[[ DATA SHOWN open ]]

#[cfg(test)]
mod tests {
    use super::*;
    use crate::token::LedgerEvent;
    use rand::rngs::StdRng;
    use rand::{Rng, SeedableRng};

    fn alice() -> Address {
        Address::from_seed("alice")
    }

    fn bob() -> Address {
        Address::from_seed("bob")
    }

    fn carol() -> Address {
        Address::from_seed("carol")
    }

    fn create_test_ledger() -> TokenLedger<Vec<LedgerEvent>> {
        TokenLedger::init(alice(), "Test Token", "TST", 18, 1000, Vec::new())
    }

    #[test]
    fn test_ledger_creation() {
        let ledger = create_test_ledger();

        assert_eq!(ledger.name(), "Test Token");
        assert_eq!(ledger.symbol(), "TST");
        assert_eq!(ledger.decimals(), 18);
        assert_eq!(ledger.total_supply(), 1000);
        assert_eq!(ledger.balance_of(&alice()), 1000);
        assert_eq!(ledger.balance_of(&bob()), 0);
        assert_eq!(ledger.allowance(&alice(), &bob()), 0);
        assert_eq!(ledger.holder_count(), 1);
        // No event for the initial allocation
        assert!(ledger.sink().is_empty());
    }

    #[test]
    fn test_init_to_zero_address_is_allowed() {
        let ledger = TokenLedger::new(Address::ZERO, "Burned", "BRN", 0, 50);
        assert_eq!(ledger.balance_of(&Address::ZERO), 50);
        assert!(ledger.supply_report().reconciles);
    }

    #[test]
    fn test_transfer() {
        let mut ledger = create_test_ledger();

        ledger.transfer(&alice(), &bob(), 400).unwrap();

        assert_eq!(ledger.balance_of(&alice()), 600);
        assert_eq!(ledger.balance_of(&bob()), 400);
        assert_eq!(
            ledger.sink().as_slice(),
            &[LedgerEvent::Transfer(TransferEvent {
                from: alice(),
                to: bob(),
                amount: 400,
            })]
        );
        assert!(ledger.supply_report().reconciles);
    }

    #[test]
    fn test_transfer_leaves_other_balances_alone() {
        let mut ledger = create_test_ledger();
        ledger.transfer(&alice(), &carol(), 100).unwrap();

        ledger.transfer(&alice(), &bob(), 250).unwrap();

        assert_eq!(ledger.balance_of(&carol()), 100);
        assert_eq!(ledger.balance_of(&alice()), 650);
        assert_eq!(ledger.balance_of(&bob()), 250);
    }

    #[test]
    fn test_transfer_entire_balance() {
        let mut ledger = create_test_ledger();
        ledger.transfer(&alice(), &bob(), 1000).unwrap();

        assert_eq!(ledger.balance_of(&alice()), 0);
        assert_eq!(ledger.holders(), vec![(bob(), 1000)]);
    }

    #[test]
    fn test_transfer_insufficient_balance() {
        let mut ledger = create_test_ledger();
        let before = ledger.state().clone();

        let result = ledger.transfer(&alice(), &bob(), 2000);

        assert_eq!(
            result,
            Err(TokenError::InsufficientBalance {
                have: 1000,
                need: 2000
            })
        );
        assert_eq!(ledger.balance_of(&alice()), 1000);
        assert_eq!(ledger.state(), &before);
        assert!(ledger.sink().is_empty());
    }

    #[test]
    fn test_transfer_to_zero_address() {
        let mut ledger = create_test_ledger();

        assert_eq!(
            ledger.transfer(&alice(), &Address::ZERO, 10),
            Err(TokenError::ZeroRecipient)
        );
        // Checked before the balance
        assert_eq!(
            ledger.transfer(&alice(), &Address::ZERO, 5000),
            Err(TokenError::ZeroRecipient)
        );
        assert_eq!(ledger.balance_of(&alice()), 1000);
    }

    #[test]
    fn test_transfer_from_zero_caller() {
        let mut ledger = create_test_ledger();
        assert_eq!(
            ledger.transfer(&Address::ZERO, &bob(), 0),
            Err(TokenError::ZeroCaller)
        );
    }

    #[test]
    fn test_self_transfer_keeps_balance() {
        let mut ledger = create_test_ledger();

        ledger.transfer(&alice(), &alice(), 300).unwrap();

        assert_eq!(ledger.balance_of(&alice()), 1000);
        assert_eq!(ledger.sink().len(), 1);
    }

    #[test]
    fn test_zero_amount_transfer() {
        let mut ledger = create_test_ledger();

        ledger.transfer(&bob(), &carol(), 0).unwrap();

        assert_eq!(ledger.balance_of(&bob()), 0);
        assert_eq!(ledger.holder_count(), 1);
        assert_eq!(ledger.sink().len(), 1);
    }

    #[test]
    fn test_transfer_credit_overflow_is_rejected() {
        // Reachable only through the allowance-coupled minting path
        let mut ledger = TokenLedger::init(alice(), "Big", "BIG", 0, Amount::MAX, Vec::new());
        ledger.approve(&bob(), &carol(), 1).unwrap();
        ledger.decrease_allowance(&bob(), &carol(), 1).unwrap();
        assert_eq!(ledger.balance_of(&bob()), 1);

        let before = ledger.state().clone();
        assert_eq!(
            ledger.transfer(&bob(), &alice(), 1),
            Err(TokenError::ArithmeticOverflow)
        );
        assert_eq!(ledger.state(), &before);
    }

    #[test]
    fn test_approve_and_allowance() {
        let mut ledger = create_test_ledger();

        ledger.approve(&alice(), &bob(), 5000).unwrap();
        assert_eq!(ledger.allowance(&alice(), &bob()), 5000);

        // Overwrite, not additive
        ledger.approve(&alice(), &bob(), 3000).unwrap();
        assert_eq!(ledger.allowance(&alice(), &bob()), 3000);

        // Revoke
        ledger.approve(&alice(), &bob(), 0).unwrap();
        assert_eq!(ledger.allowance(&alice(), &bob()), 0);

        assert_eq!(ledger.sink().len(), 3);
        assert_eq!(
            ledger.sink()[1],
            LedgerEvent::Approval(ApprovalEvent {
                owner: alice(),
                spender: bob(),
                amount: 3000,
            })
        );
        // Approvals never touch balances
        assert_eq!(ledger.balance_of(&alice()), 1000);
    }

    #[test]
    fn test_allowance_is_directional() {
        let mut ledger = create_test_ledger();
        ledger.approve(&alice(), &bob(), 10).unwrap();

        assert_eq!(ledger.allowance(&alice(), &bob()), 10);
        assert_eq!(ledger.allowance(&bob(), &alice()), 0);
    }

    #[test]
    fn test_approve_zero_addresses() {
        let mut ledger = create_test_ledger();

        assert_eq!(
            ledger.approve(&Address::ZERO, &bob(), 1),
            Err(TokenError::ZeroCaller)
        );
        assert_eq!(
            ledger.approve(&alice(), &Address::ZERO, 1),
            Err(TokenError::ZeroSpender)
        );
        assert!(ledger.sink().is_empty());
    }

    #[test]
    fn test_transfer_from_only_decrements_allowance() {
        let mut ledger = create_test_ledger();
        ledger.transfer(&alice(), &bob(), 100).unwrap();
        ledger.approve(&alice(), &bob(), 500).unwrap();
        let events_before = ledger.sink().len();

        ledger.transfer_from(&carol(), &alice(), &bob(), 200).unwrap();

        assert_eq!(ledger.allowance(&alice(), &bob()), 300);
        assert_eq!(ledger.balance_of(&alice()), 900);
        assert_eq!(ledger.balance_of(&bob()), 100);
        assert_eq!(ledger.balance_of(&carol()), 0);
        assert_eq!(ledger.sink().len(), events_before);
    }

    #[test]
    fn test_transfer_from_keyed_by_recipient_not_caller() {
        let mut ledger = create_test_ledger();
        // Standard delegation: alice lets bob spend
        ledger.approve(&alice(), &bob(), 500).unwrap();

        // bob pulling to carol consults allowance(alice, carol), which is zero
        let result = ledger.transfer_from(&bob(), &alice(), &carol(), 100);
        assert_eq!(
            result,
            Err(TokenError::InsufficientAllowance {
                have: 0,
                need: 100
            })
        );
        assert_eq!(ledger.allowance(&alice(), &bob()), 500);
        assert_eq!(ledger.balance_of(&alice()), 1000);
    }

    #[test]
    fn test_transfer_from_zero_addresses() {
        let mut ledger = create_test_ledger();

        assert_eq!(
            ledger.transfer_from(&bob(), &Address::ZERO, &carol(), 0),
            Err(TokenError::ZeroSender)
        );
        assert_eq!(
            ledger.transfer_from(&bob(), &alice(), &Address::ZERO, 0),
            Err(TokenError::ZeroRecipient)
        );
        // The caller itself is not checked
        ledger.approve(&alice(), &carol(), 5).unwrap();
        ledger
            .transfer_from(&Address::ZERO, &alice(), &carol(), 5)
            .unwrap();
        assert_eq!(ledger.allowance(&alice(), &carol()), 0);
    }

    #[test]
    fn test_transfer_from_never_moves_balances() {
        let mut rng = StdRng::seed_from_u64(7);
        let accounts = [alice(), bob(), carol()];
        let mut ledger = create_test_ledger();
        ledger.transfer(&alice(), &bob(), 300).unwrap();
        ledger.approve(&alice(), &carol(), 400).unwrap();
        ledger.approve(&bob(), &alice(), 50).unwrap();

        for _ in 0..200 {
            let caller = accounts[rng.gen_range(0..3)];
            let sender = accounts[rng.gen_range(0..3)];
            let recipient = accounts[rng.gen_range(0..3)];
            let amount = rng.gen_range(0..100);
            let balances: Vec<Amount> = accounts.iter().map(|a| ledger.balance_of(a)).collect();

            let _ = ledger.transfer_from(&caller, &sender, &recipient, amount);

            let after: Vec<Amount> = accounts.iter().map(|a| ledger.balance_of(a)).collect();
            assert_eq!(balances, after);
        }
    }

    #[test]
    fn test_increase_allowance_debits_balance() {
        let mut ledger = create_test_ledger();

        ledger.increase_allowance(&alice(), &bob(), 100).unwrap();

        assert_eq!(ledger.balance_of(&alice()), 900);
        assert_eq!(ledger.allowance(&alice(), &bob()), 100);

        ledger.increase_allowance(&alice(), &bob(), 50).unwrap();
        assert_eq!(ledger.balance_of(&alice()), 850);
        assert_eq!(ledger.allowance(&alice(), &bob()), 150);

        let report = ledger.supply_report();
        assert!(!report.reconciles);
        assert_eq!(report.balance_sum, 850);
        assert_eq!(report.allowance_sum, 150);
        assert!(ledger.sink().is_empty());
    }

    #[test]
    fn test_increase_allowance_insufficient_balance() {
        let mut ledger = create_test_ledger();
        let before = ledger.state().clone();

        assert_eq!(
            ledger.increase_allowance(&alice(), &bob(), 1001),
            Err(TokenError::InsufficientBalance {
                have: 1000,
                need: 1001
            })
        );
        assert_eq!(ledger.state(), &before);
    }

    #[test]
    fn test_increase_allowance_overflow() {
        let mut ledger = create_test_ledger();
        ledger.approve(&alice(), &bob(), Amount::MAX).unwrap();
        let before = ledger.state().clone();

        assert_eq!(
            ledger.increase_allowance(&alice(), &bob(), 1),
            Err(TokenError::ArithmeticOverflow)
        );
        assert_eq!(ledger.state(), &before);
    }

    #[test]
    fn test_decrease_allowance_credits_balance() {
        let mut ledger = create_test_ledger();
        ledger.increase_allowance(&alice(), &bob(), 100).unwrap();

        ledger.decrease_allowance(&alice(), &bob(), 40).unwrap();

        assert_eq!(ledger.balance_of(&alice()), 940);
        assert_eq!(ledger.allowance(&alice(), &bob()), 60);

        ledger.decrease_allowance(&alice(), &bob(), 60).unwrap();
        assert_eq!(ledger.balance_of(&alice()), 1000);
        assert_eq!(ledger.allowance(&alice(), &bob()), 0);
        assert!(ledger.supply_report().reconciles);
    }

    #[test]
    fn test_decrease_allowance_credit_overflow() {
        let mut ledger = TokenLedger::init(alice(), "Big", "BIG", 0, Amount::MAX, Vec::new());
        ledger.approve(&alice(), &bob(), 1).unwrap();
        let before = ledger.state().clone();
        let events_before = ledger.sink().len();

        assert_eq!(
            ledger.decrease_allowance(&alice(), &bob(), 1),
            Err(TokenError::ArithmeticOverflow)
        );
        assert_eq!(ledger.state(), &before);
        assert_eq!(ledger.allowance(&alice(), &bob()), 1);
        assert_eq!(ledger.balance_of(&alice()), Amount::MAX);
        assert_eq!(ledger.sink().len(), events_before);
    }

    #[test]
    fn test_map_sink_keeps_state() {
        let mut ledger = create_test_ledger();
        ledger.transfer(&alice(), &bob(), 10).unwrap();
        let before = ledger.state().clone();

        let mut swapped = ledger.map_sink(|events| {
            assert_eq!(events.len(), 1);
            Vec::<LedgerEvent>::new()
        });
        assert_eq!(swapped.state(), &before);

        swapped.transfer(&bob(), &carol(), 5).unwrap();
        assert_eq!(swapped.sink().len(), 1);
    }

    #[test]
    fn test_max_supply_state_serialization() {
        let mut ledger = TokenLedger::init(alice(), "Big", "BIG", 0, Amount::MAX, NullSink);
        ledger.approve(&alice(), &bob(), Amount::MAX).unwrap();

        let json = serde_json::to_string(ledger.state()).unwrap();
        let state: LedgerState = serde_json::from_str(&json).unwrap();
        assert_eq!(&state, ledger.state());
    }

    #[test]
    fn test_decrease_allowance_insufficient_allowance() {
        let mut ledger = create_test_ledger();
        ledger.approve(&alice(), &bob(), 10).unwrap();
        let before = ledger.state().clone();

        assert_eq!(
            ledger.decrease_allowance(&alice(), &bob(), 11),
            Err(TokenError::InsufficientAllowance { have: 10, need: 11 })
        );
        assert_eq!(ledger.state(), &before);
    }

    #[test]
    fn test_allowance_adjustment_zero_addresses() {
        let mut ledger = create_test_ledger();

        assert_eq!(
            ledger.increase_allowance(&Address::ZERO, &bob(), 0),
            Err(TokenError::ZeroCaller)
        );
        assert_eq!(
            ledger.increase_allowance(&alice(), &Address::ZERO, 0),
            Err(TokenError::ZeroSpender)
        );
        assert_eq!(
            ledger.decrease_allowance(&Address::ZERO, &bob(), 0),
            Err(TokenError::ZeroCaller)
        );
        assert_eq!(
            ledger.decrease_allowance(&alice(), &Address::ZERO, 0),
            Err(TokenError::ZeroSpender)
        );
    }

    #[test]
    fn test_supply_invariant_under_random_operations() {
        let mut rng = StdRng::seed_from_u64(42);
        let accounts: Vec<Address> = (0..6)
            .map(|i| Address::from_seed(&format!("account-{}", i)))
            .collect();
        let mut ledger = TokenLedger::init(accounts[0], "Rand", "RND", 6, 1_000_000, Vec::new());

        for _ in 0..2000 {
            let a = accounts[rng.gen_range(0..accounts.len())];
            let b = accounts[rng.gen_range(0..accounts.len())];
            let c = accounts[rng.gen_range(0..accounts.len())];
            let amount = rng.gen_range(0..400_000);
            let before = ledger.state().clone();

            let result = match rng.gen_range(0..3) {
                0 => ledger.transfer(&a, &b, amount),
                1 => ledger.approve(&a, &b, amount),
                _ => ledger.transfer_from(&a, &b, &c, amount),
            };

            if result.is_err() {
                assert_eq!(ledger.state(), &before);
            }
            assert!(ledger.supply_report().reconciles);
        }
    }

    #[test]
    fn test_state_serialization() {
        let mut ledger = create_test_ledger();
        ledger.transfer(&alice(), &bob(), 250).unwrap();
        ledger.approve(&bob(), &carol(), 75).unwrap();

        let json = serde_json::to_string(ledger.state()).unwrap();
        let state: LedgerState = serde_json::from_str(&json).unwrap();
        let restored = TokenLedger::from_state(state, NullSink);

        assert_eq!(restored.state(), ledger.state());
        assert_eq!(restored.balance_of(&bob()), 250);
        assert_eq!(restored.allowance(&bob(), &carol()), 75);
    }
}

[[ DATA SHOWN closed ]]

▸ **PROMPT**: Once you find the string "swapped" in a line of the records, copy that line.

▸ **WRITTEN REPLY**:
        let mut swapped = ledger.map_sink(|events| {
        assert_eq!(swapped.state(), &before);
        swapped.transfer(&bob(), &carol(), 5).unwrap();
        assert_eq!(swapped.sink().len(), 1);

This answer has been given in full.